* [Your instructions]:
Your answer should be every line below that includes the word "bounded".

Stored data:
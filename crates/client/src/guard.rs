//! Per-control "busy" tracking.
//!
//! A control (a vote button, a comment form) holds an [`InFlightGuard`] for
//! the duration of its round trip. While the guard lives, a second attempt
//! on the same key is refused instead of interleaving with the first.

use std::collections::HashSet;
use std::hash::Hash;
use std::sync::{Mutex, PoisonError};

/// Set of keys with a request currently in flight.
#[derive(Debug)]
pub struct InFlight<K> {
    active: Mutex<HashSet<K>>,
}

impl<K> Default for InFlight<K> {
    fn default() -> Self {
        Self {
            active: Mutex::new(HashSet::new()),
        }
    }
}

impl<K: Eq + Hash + Clone> InFlight<K> {
    pub fn new() -> Self {
        Self::default()
    }

    /// Mark `key` busy, or return `None` if it already is.
    pub fn try_begin(&self, key: K) -> Option<InFlightGuard<'_, K>> {
        let mut active = self.active.lock().unwrap_or_else(PoisonError::into_inner);
        if !active.insert(key.clone()) {
            return None;
        }
        Some(InFlightGuard { owner: self, key })
    }

    pub fn is_active(&self, key: &K) -> bool {
        self.active
            .lock()
            .unwrap_or_else(PoisonError::into_inner)
            .contains(key)
    }

    pub fn len(&self) -> usize {
        self.active.lock().unwrap_or_else(PoisonError::into_inner).len()
    }

    pub fn is_empty(&self) -> bool {
        self.len() == 0
    }
}

/// Releases its key when dropped, including on early return or panic.
#[derive(Debug)]
pub struct InFlightGuard<'a, K: Eq + Hash> {
    owner: &'a InFlight<K>,
    key: K,
}

impl<K: Eq + Hash> Drop for InFlightGuard<'_, K> {
    fn drop(&mut self) {
        self.owner
            .active
            .lock()
            .unwrap_or_else(PoisonError::into_inner)
            .remove(&self.key);
    }
}
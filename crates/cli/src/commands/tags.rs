use super::{Context, Friendly};
use crate::output;

pub async fn list(ctx: &Context) -> anyhow::Result<()> {
    let tags = ctx.api.list_tags().await.friendly("Failed to load tags")?;
    if ctx.json {
        return output::json(&tags);
    }
    for tag in &tags {
        println!("{:>5}  {}", tag.id, tag.name);
    }
    Ok(())
}

pub async fn create(ctx: &Context, name: &str) -> anyhow::Result<()> {
    let tag = ctx.api.create_tag(name).await.friendly("Failed to create tag")?;
    if ctx.json {
        return output::json(&tag);
    }
    println!("Created tag #{} {}", tag.id, tag.name);
    Ok(())
}
//! Bug records, tags, and the status gate.
//!
//! Defines the three bug statuses, the rule that a solved bug takes no
//! new comments or accept decisions, and validation for report/edit forms.

use serde::{Deserialize, Deserializer, Serialize};

use crate::error::CoreError;
use crate::types::{lenient_timestamp, null_as_default, DbId, Timestamp, UserId};
use crate::user::AuthorRef;

// ---------------------------------------------------------------------------
// Status constants
// ---------------------------------------------------------------------------

/// Initial status for a newly reported bug.
pub const STATUS_RECEIVED: &str = "Received";
/// Someone is working on the bug.
pub const STATUS_IN_PROGRESS: &str = "In progress";
/// The bug is resolved; comments and accept decisions are closed.
pub const STATUS_SOLVED: &str = "Solved";

/// All valid bug statuses.
pub const VALID_STATUSES: &[&str] = &[STATUS_RECEIVED, STATUS_IN_PROGRESS, STATUS_SOLVED];

// ---------------------------------------------------------------------------
// Validation constants
// ---------------------------------------------------------------------------

/// Maximum length for a bug title (characters).
pub const MAX_TITLE_LENGTH: usize = 255;

/// Maximum length for a bug description (characters).
pub const MAX_DESCRIPTION_LENGTH: usize = 10_000;

// ---------------------------------------------------------------------------
// BugStatus
// ---------------------------------------------------------------------------

#[derive(Debug, Clone, Copy, PartialEq, Eq, Hash, Default, Serialize, Deserialize)]
pub enum BugStatus {
    #[default]
    #[serde(rename = "Received")]
    Received,
    #[serde(rename = "In progress")]
    InProgress,
    #[serde(rename = "Solved")]
    Solved,
}

impl BugStatus {
    pub const ALL: [BugStatus; 3] = [BugStatus::Received, BugStatus::InProgress, BugStatus::Solved];

    pub fn as_str(self) -> &'static str {
        match self {
            BugStatus::Received => STATUS_RECEIVED,
            BugStatus::InProgress => STATUS_IN_PROGRESS,
            BugStatus::Solved => STATUS_SOLVED,
        }
    }

    /// Parse a status string exactly as the backend spells it.
    pub fn parse(raw: &str) -> Result<Self, CoreError> {
        match raw {
            STATUS_RECEIVED => Ok(BugStatus::Received),
            STATUS_IN_PROGRESS => Ok(BugStatus::InProgress),
            STATUS_SOLVED => Ok(BugStatus::Solved),
            _ => Err(CoreError::Validation(format!(
                "Invalid bug status '{raw}'. Must be one of: {:?}",
                VALID_STATUSES
            ))),
        }
    }

    pub fn is_solved(self) -> bool {
        self == BugStatus::Solved
    }

    /// Whether new comments may be submitted on a bug in this status.
    pub fn accepts_comments(self) -> bool {
        !self.is_solved()
    }

    /// Whether the bug author may still mark a comment as accepted.
    pub fn accepts_answers(self) -> bool {
        !self.is_solved()
    }
}

impl std::fmt::Display for BugStatus {
    fn fmt(&self, f: &mut std::fmt::Formatter<'_>) -> std::fmt::Result {
        f.write_str(self.as_str())
    }
}

impl std::str::FromStr for BugStatus {
    type Err = CoreError;

    fn from_str(s: &str) -> Result<Self, Self::Err> {
        Self::parse(s)
    }
}

/// Returns the statuses `from` may be set to by an authorized editor.
///
/// Status is not a strict pipeline: any state may be set to any other,
/// including re-opening a solved bug.
pub fn valid_transitions(from: BugStatus) -> Vec<BugStatus> {
    BugStatus::ALL
        .into_iter()
        .filter(|s| *s != from)
        .collect()
}

/// Refuse a new comment on a solved bug.
pub fn ensure_open_for_comments(bug: &Bug) -> Result<(), CoreError> {
    if bug.status.accepts_comments() {
        Ok(())
    } else {
        Err(CoreError::Conflict(format!(
            "Bug {} is solved and no longer accepts comments",
            bug.id
        )))
    }
}

// ---------------------------------------------------------------------------
// Records
// ---------------------------------------------------------------------------

#[derive(Debug, Clone, PartialEq, Eq, Serialize, Deserialize)]
pub struct Tag {
    pub id: DbId,
    pub name: String,
}

/// Association between a bug and a tag, in the order the backend returns.
#[derive(Debug, Clone, PartialEq, Eq, Serialize)]
pub struct BugTag {
    #[serde(skip_serializing_if = "Option::is_none")]
    pub id: Option<DbId>,
    pub tag: Tag,
}

#[derive(Deserialize)]
#[serde(untagged)]
enum RawBugTag {
    Assoc {
        #[serde(default)]
        id: Option<DbId>,
        tag: Tag,
    },
    Bare(Tag),
}

impl<'de> Deserialize<'de> for BugTag {
    fn deserialize<D: Deserializer<'de>>(deserializer: D) -> Result<Self, D::Error> {
        Ok(match RawBugTag::deserialize(deserializer)? {
            RawBugTag::Assoc { id, tag } => BugTag { id, tag },
            RawBugTag::Bare(tag) => BugTag { id: None, tag },
        })
    }
}

#[derive(Debug, Clone, PartialEq, Serialize, Deserialize)]
#[serde(rename_all = "camelCase")]
pub struct Bug {
    pub id: DbId,
    pub title: String,
    #[serde(default, deserialize_with = "null_as_default")]
    pub description: String,
    #[serde(default, deserialize_with = "null_as_default")]
    pub status: BugStatus,
    #[serde(deserialize_with = "lenient_timestamp")]
    pub created_at: Timestamp,
    pub author: AuthorRef,
    #[serde(default, skip_serializing_if = "Option::is_none")]
    pub image: Option<String>,
    #[serde(default, deserialize_with = "null_as_default")]
    pub vote_count: i64,
    #[serde(default, alias = "tags", deserialize_with = "null_as_default")]
    pub bug_tags: Vec<BugTag>,
}

impl Bug {
    pub fn is_authored_by(&self, user_id: &str) -> bool {
        self.author.id == user_id
    }

    pub fn tags(&self) -> impl Iterator<Item = &Tag> {
        self.bug_tags.iter().map(|bt| &bt.tag)
    }

    pub fn has_tag(&self, tag_id: DbId) -> bool {
        self.tags().any(|t| t.id == tag_id)
    }
}

// ---------------------------------------------------------------------------
// Form payloads
// ---------------------------------------------------------------------------

/// Body of `POST /api/bugs/report`.
#[derive(Debug, Clone, PartialEq, Serialize)]
#[serde(rename_all = "camelCase")]
pub struct NewBug {
    pub author_id: UserId,
    pub title: String,
    pub description: String,
    #[serde(skip_serializing_if = "Option::is_none")]
    pub image: Option<String>,
    pub tag_ids: Vec<DbId>,
}

impl NewBug {
    pub fn validate(&self) -> Result<(), CoreError> {
        validate_title(&self.title)?;
        validate_description(&self.description)
    }
}

/// Body of a bug edit, by the author or a moderator.
#[derive(Debug, Clone, PartialEq, Serialize)]
#[serde(rename_all = "camelCase")]
pub struct BugUpdate {
    pub title: String,
    pub description: String,
    /// Always sent: `null` clears the image on the server.
    pub image: Option<String>,
    pub status: BugStatus,
}

impl BugUpdate {
    /// Pre-fill an edit form from the current bug.
    pub fn from_bug(bug: &Bug) -> Self {
        Self {
            title: bug.title.clone(),
            description: bug.description.clone(),
            image: bug.image.clone(),
            status: bug.status,
        }
    }

    pub fn validate(&self) -> Result<(), CoreError> {
        validate_title(&self.title)?;
        validate_description(&self.description)
    }
}

/// Treat a blank optional image URL as absent.
pub fn normalize_image(image: Option<String>) -> Option<String> {
    image
        .map(|s| s.trim().to_string())
        .filter(|s| !s.is_empty())
}

/// Validate a bug title: required, bounded length.
pub fn validate_title(title: &str) -> Result<(), CoreError> {
    if title.trim().is_empty() {
        return Err(CoreError::Validation("Title is required".into()));
    }
    let len = title.chars().count();
    if len > MAX_TITLE_LENGTH {
        return Err(CoreError::Validation(format!(
            "Title exceeds maximum length of {MAX_TITLE_LENGTH} characters (got {len})"
        )));
    }
    Ok(())
}

/// Validate a bug description: required, bounded length.
pub fn validate_description(description: &str) -> Result<(), CoreError> {
    if description.trim().is_empty() {
        return Err(CoreError::Validation("Description is required".into()));
    }
    let len = description.chars().count();
    if len > MAX_DESCRIPTION_LENGTH {
        return Err(CoreError::Validation(format!(
            "Description exceeds maximum length of {MAX_DESCRIPTION_LENGTH} characters (got {len})"
        )));
    }
    Ok(())
}

// ---------------------------------------------------------------------------
// Tests
// ---------------------------------------------------------------------------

* [Task response]:
/// Validate a bug title: required, bounded length.
/// Validate a bug description: required, bounded length.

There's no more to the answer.